Economic Wall Separates The Haves From The Have-Nots
Filed Under Curt Hennig | Posted on April 1, 2008
Curt Hennig A few stray dogs and a bedraggled band of women with gold-capped teeth compete for the thin shaft of afternoon sunlight that warms a corner of the decrepit railway station waiting room.
The women, from the former Soviet republic of Belarus, are smugglers. There is no secret about that. They are busy putting on layer after layer of new clothing, suiting up for their daily battle with the border police.
These days there is a lot of talk about a borderless Europe, but in this corner of the continent, on the eastern crust of Poland along the banks of the River Bug, there is no mistaking the omnipresence of the border. In many ways, this border has become Europe’s new Iron Curtain. The divide is no longer ideological; the wall is between rich and poor, between Europe’s haves and have-nots.
The modern concept of national borders as clear, demarcated lines is a European invention that has been exported around the globe, providing a ready source of conflict and bloodshed. Even in today’s relatively peaceful and settled Europe, borders remain flash points. Think of Kosovo Curt Hennig, where Europe’s newest hostile border has been drawn.
Europe’s borders have changed radically in the past generation. More than 8,000 miles of new national borders have been created on the continent since 1989, mostly in Europe’s eastern half. But the whole notion of borders also has undergone a profound physical and psychological transformation.

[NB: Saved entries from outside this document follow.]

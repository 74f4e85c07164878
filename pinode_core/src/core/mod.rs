pub mod bus_lock;
pub mod device;
pub mod value;

pub use bus_lock::{BusLock, BusLockGuard, BusLockRegistry};
pub use device::{into_handle, AcquisitionState, Capabilities, Device, DeviceHandle};
pub use value::{AccessMode, Value, ValueDescriptor, ValueRegistry, ValueType};
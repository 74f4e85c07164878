//! I2C bus drivers
//!
//! # Available Drivers
//!
//! - `SimulationI2cDriver` - Always available, in-memory register maps
//! - `LinuxI2cDriver` - Linux i2c-dev interface (requires `i2c-hardware` feature)
//!
//! Devices never talk to a driver directly. They go through an [`I2cBus`],
//! which pairs the driver with the bus lock so that every transaction on a
//! physical bus is serialized, whichever device issues it.

mod simulation;

#[cfg(feature = "i2c-hardware")]
mod linux_i2c;

pub use simulation::SimulationI2cDriver;

#[cfg(feature = "i2c-hardware")]
pub use linux_i2c::{LinuxI2cConfig, LinuxI2cDriver};

use parking_lot::{Mutex, MutexGuard};
use pinode_core::driver::DriverStatus;
use pinode_core::error::{PinodeError, PinodeResult};
use pinode_core::BusLock;
use std::str::FromStr;
use std::sync::Arc;

// ============================================================================
// I2C Driver
// ============================================================================

/// I2C driver backend selection
#[derive(Debug, Clone, Copy, PartialEq, Default)]
pub enum I2cDriverBackend {
    #[default]
    Simulation,
    #[cfg(feature = "i2c-hardware")]
    Linux,
}

impl FromStr for I2cDriverBackend {
    type Err = PinodeError;

    fn from_str(s: &str) -> Result<Self, Self::Err> {
        match s.to_lowercase().as_str() {
            "simulation" | "sim" => Ok(Self::Simulation),
            #[cfg(feature = "i2c-hardware")]
            "linux" | "i2cdev" => Ok(Self::Linux),
            #[cfg(not(feature = "i2c-hardware"))]
            "linux" | "i2cdev" => Err(PinodeError::FeatureNotAvailable(
                "I2C backend 'linux' requires the 'i2c-hardware' feature".to_string(),
            )),
            other => Err(PinodeError::config(format!(
                "Unknown I2C backend '{}'. Available: {}",
                other,
                Self::available().join(", ")
            ))),
        }
    }
}

impl I2cDriverBackend {
    /// Backend names compiled into this build
    pub fn available() -> Vec<&'static str> {
        let mut names = vec!["simulation"];
        if cfg!(feature = "i2c-hardware") {
            names.push("linux");
        }
        names
    }
}

/// Type-erased I2C driver
pub enum I2cDriver {
    Simulation(SimulationI2cDriver),
    #[cfg(feature = "i2c-hardware")]
    Linux(LinuxI2cDriver),
}

impl I2cDriver {
    /// Create a driver for bus number `bus`
    pub fn new(backend: I2cDriverBackend, bus: u8) -> Self {
        let _ = bus;
        match backend {
            I2cDriverBackend::Simulation => Self::Simulation(SimulationI2cDriver::new()),
            #[cfg(feature = "i2c-hardware")]
            I2cDriverBackend::Linux => {
                Self::Linux(LinuxI2cDriver::new(LinuxI2cConfig::for_bus(bus)))
            }
        }
    }

    pub fn simulation() -> Self {
        Self::Simulation(SimulationI2cDriver::new())
    }

    // ========================================================================
    // Lifecycle methods
    // ========================================================================

    pub fn init(&mut self) -> PinodeResult<()> {
        match self {
            Self::Simulation(d) => d.init(),
            #[cfg(feature = "i2c-hardware")]
            Self::Linux(d) => d.init(),
        }
    }

    pub fn shutdown(&mut self) -> PinodeResult<()> {
        match self {
            Self::Simulation(d) => d.shutdown(),
            #[cfg(feature = "i2c-hardware")]
            Self::Linux(d) => d.shutdown(),
        }
    }

    pub fn is_available(&self) -> bool {
        match self {
            Self::Simulation(d) => d.is_available(),
            #[cfg(feature = "i2c-hardware")]
            Self::Linux(d) => d.is_available(),
        }
    }

    pub fn status(&self) -> DriverStatus {
        match self {
            Self::Simulation(d) => d.status(),
            #[cfg(feature = "i2c-hardware")]
            Self::Linux(d) => d.status(),
        }
    }

    // ========================================================================
    // Bus methods
    // ========================================================================

    pub fn read_bytes(&mut self, addr: u16, len: usize) -> PinodeResult<Vec<u8>> {
        match self {
            Self::Simulation(d) => d.read_bytes(addr, len),
            #[cfg(feature = "i2c-hardware")]
            Self::Linux(d) => d.read_bytes(addr, len),
        }
    }

    pub fn write_bytes(&mut self, addr: u16, data: &[u8]) -> PinodeResult<()> {
        match self {
            Self::Simulation(d) => d.write_bytes(addr, data),
            #[cfg(feature = "i2c-hardware")]
            Self::Linux(d) => d.write_bytes(addr, data),
        }
    }
}

// ============================================================================
// Shared bus
// ============================================================================

/// One physical I2C bus shared by every device on it
#[derive(Clone)]
pub struct I2cBus {
    number: u8,
    lock: BusLock,
    driver: Arc<Mutex<I2cDriver>>,
}

impl I2cBus {
    /// Wrap an initialized driver. Initialization failures surface later, when
    /// a device on the bus opens.
    pub fn new(number: u8, mut driver: I2cDriver, lock: BusLock) -> Self {
        if let Err(e) = driver.init() {
            log::warn!("I2C bus {} is not usable: {}", number, e);
        }
        Self {
            number,
            lock,
            driver: Arc::new(Mutex::new(driver)),
        }
    }

    pub fn simulation(number: u8, lock: BusLock) -> Self {
        Self::new(number, I2cDriver::simulation(), lock)
    }

    pub fn number(&self) -> u8 {
        self.number
    }

    pub fn lock(&self) -> &BusLock {
        &self.lock
    }

    /// Run `f` against the device at `address` while holding the bus lock.
    ///
    /// The lock is acquired with the bus timeout and released when this
    /// returns, whether `f` succeeded or not.
    pub fn transaction<R, F>(&self, holder: &str, address: u8, f: F) -> PinodeResult<R>
    where
        F: FnOnce(&mut I2cTransaction<'_>) -> PinodeResult<R>,
    {
        let _guard = self.lock.acquire(holder)?;
        let mut driver = self.driver.lock();
        if !driver.status().is_operational() {
            // A bus that failed at startup (e.g. permissions) gets another chance
            driver.init().map_err(PinodeError::into_unavailable)?;
        }
        let mut tx = I2cTransaction { driver, address };
        f(&mut tx)
    }

    /// Access the simulated register map, if this bus is simulated
    pub fn with_simulation<R>(&self, f: impl FnOnce(&mut SimulationI2cDriver) -> R) -> Option<R> {
        match &mut *self.driver.lock() {
            I2cDriver::Simulation(sim) => Some(f(sim)),
            #[cfg(feature = "i2c-hardware")]
            _ => None,
        }
    }

    pub fn is_simulated(&self) -> bool {
        matches!(&*self.driver.lock(), I2cDriver::Simulation(_))
    }

    pub fn shutdown(&self) -> PinodeResult<()> {
        self.driver.lock().shutdown()
    }
}

impl std::fmt::Debug for I2cBus {
    fn fmt(&self, f: &mut std::fmt::Formatter<'_>) -> std::fmt::Result {
        f.debug_struct("I2cBus")
            .field("number", &self.number)
            .field("lock", &self.lock)
            .finish()
    }
}

/// Register-level access to one device, valid for the duration of a bus transaction
pub struct I2cTransaction<'a> {
    driver: MutexGuard<'a, I2cDriver>,
    address: u8,
}

impl I2cTransaction<'_> {
    pub fn address(&self) -> u8 {
        self.address
    }

    /// Write the register pointer, then read `len` bytes
    pub fn read_registers(&mut self, reg: u8, len: usize) -> PinodeResult<Vec<u8>> {
        let addr = self.address as u16;
        self.driver.write_bytes(addr, &[reg])?;
        let data = self.driver.read_bytes(addr, len)?;
        if data.len() != len {
            return Err(PinodeError::driver(format!(
                "Short read from 0x{:02x}: {} of {} bytes",
                self.address,
                data.len(),
                len
            )));
        }
        Ok(data)
    }

    pub fn read_u8(&mut self, reg: u8) -> PinodeResult<u8> {
        Ok(self.read_registers(reg, 1)?[0])
    }

    pub fn read_i8(&mut self, reg: u8) -> PinodeResult<i8> {
        Ok(self.read_u8(reg)? as i8)
    }

    /// Big-endian unsigned 16-bit register pair
    pub fn read_u16_be(&mut self, reg: u8) -> PinodeResult<u16> {
        let data = self.read_registers(reg, 2)?;
        Ok(u16::from_be_bytes([data[0], data[1]]))
    }

    /// Big-endian signed 16-bit register pair
    pub fn read_i16_be(&mut self, reg: u8) -> PinodeResult<i16> {
        Ok(self.read_u16_be(reg)? as i16)
    }

    pub fn write_u8(&mut self, reg: u8, value: u8) -> PinodeResult<()> {
        self.driver.write_bytes(self.address as u16, &[reg, value])
    }
}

The primary impetus for this transformation was the collapse of communism and the dismantling of the Iron Curtain and the Berlin Wall. But almost as important has been the ascendance of the European Union and its commitment to the free movement of people across the borders of its 27 member states Curt Hennig.
According to Yale historian Timothy Snyder, the price of creating this remarkable zone of free movement has been the creation of a hard external border that seals off the EU from its poorer neighbors. “This wasn’t the intent of Schengen, but it has been one of the major side effects,” he said.
Schengen refers to a series of agreements implemented in 1995 that did away with internal border controls across much of Western Europe. The so-called Schengen Zone was expanded in December to include Poland, Slovakia Curt Hennig, the Czech Republic, Hungary, Estonia, Latvia, Lithuania, Slovenia and Malta.
Along the EU’s eastern frontier, some people have started to refer to the external border as the Schengen Wall or, less felicitously, the New Iron Curtain.
EU officials cringe at the Iron Curtain reference. They like to talk about “smart” borders secured by thermal cameras, Curt Hennig satellite monitors, biometric data banks and other high-tech whistles and bells.